A good photo should have qualities of art in it. What do I mean?
If you take photos and want others to enjoy your work, your own unique way of looking should be somewhere in the photo. That’s what I mean.
It’s been a while since I thought seriously about colour photography. Today, I took a photo down by the river.
When I finally got home, and took a gander at all the photos I’d taken, I found this little gem. I worked at it in Photoshop; dodged and burned, very gently. Balanced the light and shadows, and then converted it into black and white to see how much further I could take it.
Black and white seemed nice, colour seemed better.
The lovely reflections along the dog’s coat, and the orange-red leash that takes the eye through to the neck of the dog, answers to the front man’s red sleeve above the basic composition. A triangle of colours, minimal, and tasteful.
The basic tone of the photography is a blue hue. This allowed me to keep working on the colours without turning it into a garish flash of colours. Pretty simple.
Above all, it’s solid and truthful. Men and dog stand firmly, and exist as if they own the platz.
It’s a moment in time. And somehow, it grabs my attention. I can look at it and enjoy it for a long time.
I come from the background of painter.
If you described yourself as an artist among the groups of people I used to mixed with, they’d take that as a challenge to prove you wrong.
It was as if you’d told them that the earth is flat.
Late night, in a cafe, lots of wine and beer spilled on the table, and ashtrays full of cigarettes – ones like Picasso smoked. There was always some quiet guy sitting in the group wearing a Basken Beret – nobody challenged him, it was obviously so bloody stereotype, artistically speaking. And he didn’t say anything, anyway.
As art students we had our work and brains pounded by day, and at night we criticized each other’s work over wine and beers. None of us really reached a point where we could feel confident in any work we did, yet we didn’t go looking for critical support, or opinions from others; unless we were spoiling for a fight.
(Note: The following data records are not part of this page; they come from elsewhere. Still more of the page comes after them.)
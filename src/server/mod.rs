// src/server/mod.rs

//! Server layer root module.
//!
//! This module organizes the relay server components, including:
//! - Application state management
//! - HTTP/WebSocket routing
//! - Move request parsing
//! - The relay actor and per-client WebSocket sessions

pub mod state;
pub mod router;
pub mod http;
pub mod moves;
pub mod relay;
pub mod ws_error;
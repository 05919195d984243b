/// WebSocket heartbeat configuration.
/// 
/// The server pings every `HEARTBEAT_INTERVAL_SECS` and checks the client's last frame
/// on the same tick, so a silent client is dropped on the first tick after
/// `CLIENT_TIMEOUT_SECS` (at 50s with these values).
pub const HEARTBEAT_INTERVAL_SECS: u64 = 25; // How often the server pings each client.

/// Time without any frame from a client before it is dropped with "ping timeout".
pub const CLIENT_TIMEOUT_SECS: u64 = 45;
Art school was a brutal factory where young people were churned and twisted, then tipped out onto the floor and exposed, so they felt terrible about everything they produced. The professors were the farm workers who enjoyed tearing a student’s ideas to pieces in front of everybody else. Then, the professor would draw the class’s attention to a poster on the wall. It was a photo of the professor’s painting. Which served as an example of what we should aspire to. I tended to think it looked like nonsense. Slimy paint, sparkles and definitely the work of a monkey on drugs. I didn’t aspire, at all.
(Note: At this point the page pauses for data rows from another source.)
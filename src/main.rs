//! Main entry point for the chessboard relay.
//!
//! Starts the relay actor and launches the HTTP server: a status page, the
//! `/move` trigger, and the WebSocket endpoint the board clients connect to.

use actix::Actor;
use actix_web::{web, App, HttpServer};
use log::info;

use config::relay::{HOST, PORT};
use server::relay::RelayServer;

pub mod config;
mod server;


#[actix_web::main]
async fn main() -> std::io::Result<()> {
    // Initialize logger from environment variable (default to info level).
    env_logger::Builder::from_env(env_logger::Env::default().default_filter_or("info")).init();

    // Start the relay actor (owns the connection registry).
    let relay_addr = RelayServer::new().start();

    // Shared application state for HTTP/WebSocket handlers.
    let state = web::Data::new(server::state::AppState::new(relay_addr));

    // Bind failure (e.g. port in use) propagates and ends the process.
    let http_server = HttpServer::new(move || {
        App::new()
            .wrap(crate::server::router::cors_headers())
            .app_data(state.clone())
            .configure(crate::server::router::config)
    })
    .bind((HOST, PORT))?;

    info!("Chessboard server listening on port {}", PORT);
    info!("Visit http://localhost:{}/ in a browser to check.", PORT);

    http_server.run().await
}
use actix::prelude::*;
use serde::{Serialize, Deserialize};
use serde_json::Value;
use std::fmt;
use uuid::Uuid;

use crate::server::moves::PieceMove;

/// Event broadcast when a move is requested over HTTP.
pub const MOVE_PIECE: &str = "move_piece";
/// Event a board client sends once it finished executing a move.
pub const MOVE_PIECE_DONE: &str = "move_piece_done";

/// Identifier assigned to each WebSocket connection.
pub type ConnectionId = Uuid;

// Server -> client events
#[derive(Message, Serialize, Clone, Debug, PartialEq)]
#[rtype(result = "()")]
#[serde(tag = "event", content = "data", rename_all = "snake_case")]
pub enum ServerEvent {
    /// Sent once to a freshly connected client with its connection id.
    Connect { sid: ConnectionId },
    MovePiece(PieceMove),
}

impl ServerEvent {
    pub fn name(&self) -> &'static str {
        match self {
            Self::Connect { .. } => "connect",
            Self::MovePiece(_) => MOVE_PIECE,
        }
    }
}

/// Raw client frame: `{"event": "...", "data": ...}`.
///
/// `data` is kept as arbitrary JSON; a missing `data` becomes `null`.
#[derive(Deserialize, Debug, PartialEq)]
pub struct ClientFrame {
    pub event: String,
    #[serde(default)]
    pub data: Value,
}

pub fn decode_client_frame(text: &str) -> Result<ClientFrame, serde_json::Error> {
    serde_json::from_str(text)
}

/// Why a connection went away, worded like Socket.IO disconnect reasons.
#[derive(Clone, Copy, Debug, PartialEq, Eq)]
pub enum DisconnectReason {
    /// The client sent a Close frame.
    ClientClose,
    /// The stream ended without a Close frame.
    TransportClose,
    /// The WebSocket protocol failed.
    TransportError,
    /// No frame from the client within the heartbeat timeout.
    PingTimeout,
}

impl DisconnectReason {
    pub fn as_str(&self) -> &'static str {
        match self {
            Self::ClientClose => "client namespace disconnect",
            Self::TransportClose => "transport close",
            Self::TransportError => "transport error",
            Self::PingTimeout => "ping timeout",
        }
    }
}

impl fmt::Display for DisconnectReason {
    fn fmt(&self, f: &mut fmt::Formatter<'_>) -> fmt::Result {
        f.write_str(self.as_str())
    }
}

/// A session registers with the relay.
#[derive(Message)]
#[rtype(result = "()")]
pub struct Connect {
    pub id: ConnectionId,
    pub addr: Recipient<ServerEvent>,
}

/// A session left the relay.
#[derive(Message)]
#[rtype(result = "()")]
pub struct Disconnect {
    pub id: ConnectionId,
    pub reason: DisconnectReason,
}

/// Fan an event out to every connected session.
#[derive(Message)]
#[rtype(result = "()")]
pub struct Broadcast(pub ServerEvent);

/// Acknowledgement from a board client. Logged only.
#[derive(Message)]
#[rtype(result = "()")]
pub struct MovePieceDone {
    pub id: ConnectionId,
    pub data: Value,
}

/// Number of registered sessions.
#[derive(Message)]
#[rtype(result = "usize")]
pub struct ConnectionCount;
Since then, I’ve given myself all the permission in the world to paint, and take photographs, with the thought in mind that it doesn’t matter if I’m wrong about what I’m looking at. That I might embarrass myself with those moments of life that I try and capture in a unique way. I allow myself to screw up and learn from those screw-ups. And nobody has the right to expose me in front of a group of confused art students. Especially ones who wear big flat berets that droop over their ears.
Deciding whether something is worthy of the label art of not, is subjective argument. Nobody else is inside my head, as far as I know, so I’ll decide whether it’s worth my time and effort to process and enjoy. Then, I can only hope that somebody else will see what I saw.
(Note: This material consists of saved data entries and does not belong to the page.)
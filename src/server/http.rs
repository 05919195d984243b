//! Plain HTTP handlers.
use actix_web::{web, HttpRequest, HttpResponse, http::header::ContentType};
use log::info;

use crate::server::moves::parse_move_query;
use crate::server::relay::messages::{Broadcast, ServerEvent, MOVE_PIECE};
use crate::server::state::AppState;
use crate::server::ws_error::MoveQueryError;

/// Body of the status page.
pub const STATUS_TEXT: &str = "Chessboard Socket.IO server is running.";

/// `GET /`: static status page.
pub async fn index() -> HttpResponse {
    HttpResponse::Ok()
        .content_type(ContentType::plaintext())
        .body(STATUS_TEXT)
}

/// `GET /move?start=E2&end=E4[&capture=..]`: broadcasts `move_piece` to every client.
///
/// The broadcast is queued on the relay and not awaited.
pub async fn relay_move(
    req: HttpRequest,
    data: web::Data<AppState>,
) -> Result<HttpResponse, MoveQueryError> {
    let piece_move = parse_move_query(req.query_string())?;

    info!("[HTTP] Request to move: {}", piece_move);

    let body = format!("Emitted {}: {}", MOVE_PIECE, piece_move);
    data.relay_addr.do_send(Broadcast(ServerEvent::MovePiece(piece_move)));

    Ok(HttpResponse::Ok()
        .content_type(ContentType::plaintext())
        .body(body))
}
The art of processing a photo happens mostly inside our own minds. We see its merits, its value, and decide that it is worth our time.
The photo of two men and dog certainly present questions, that’s always a good start to a story. As the viewer delves deeper into the photo they might develop a subjective narrative about the photo. One that fits the basic story of two men enjoying a day out with their dog. Maybe it isn’t their dog.
If I wrote a story about them, I might decide that they stole the dog, it led to an argument. One of the men is honest, the other not so much. But they made-up and became friends again. They then took some photos of their own while they calmed down. The dog is totally oblivious to everything happening in the men’s world. He just wants to go home and get his dinner. That can be mundane, or it can be art.
Henry Moore, the sculptor, once said that “Art is when you believe in life.”
Picasso said, “Art is the lie that enables us to realise the truth.”
Picasso also said that the artist must invent the truth, then make the rest of the world believe it’s the truth. That’s a tall order, but if you can get a small group of people to believe in your truth, then you are on the way creating your own little universe where the laws of mundane life no longer exist.
After taking the photo, then processing it, I was quite pleased with capturing this moment of life. The life of four unknown things, a dog, two men, and a river down below. The river flows, the men stand stock still and take shots, the dog raises a paw, and poses for my photo.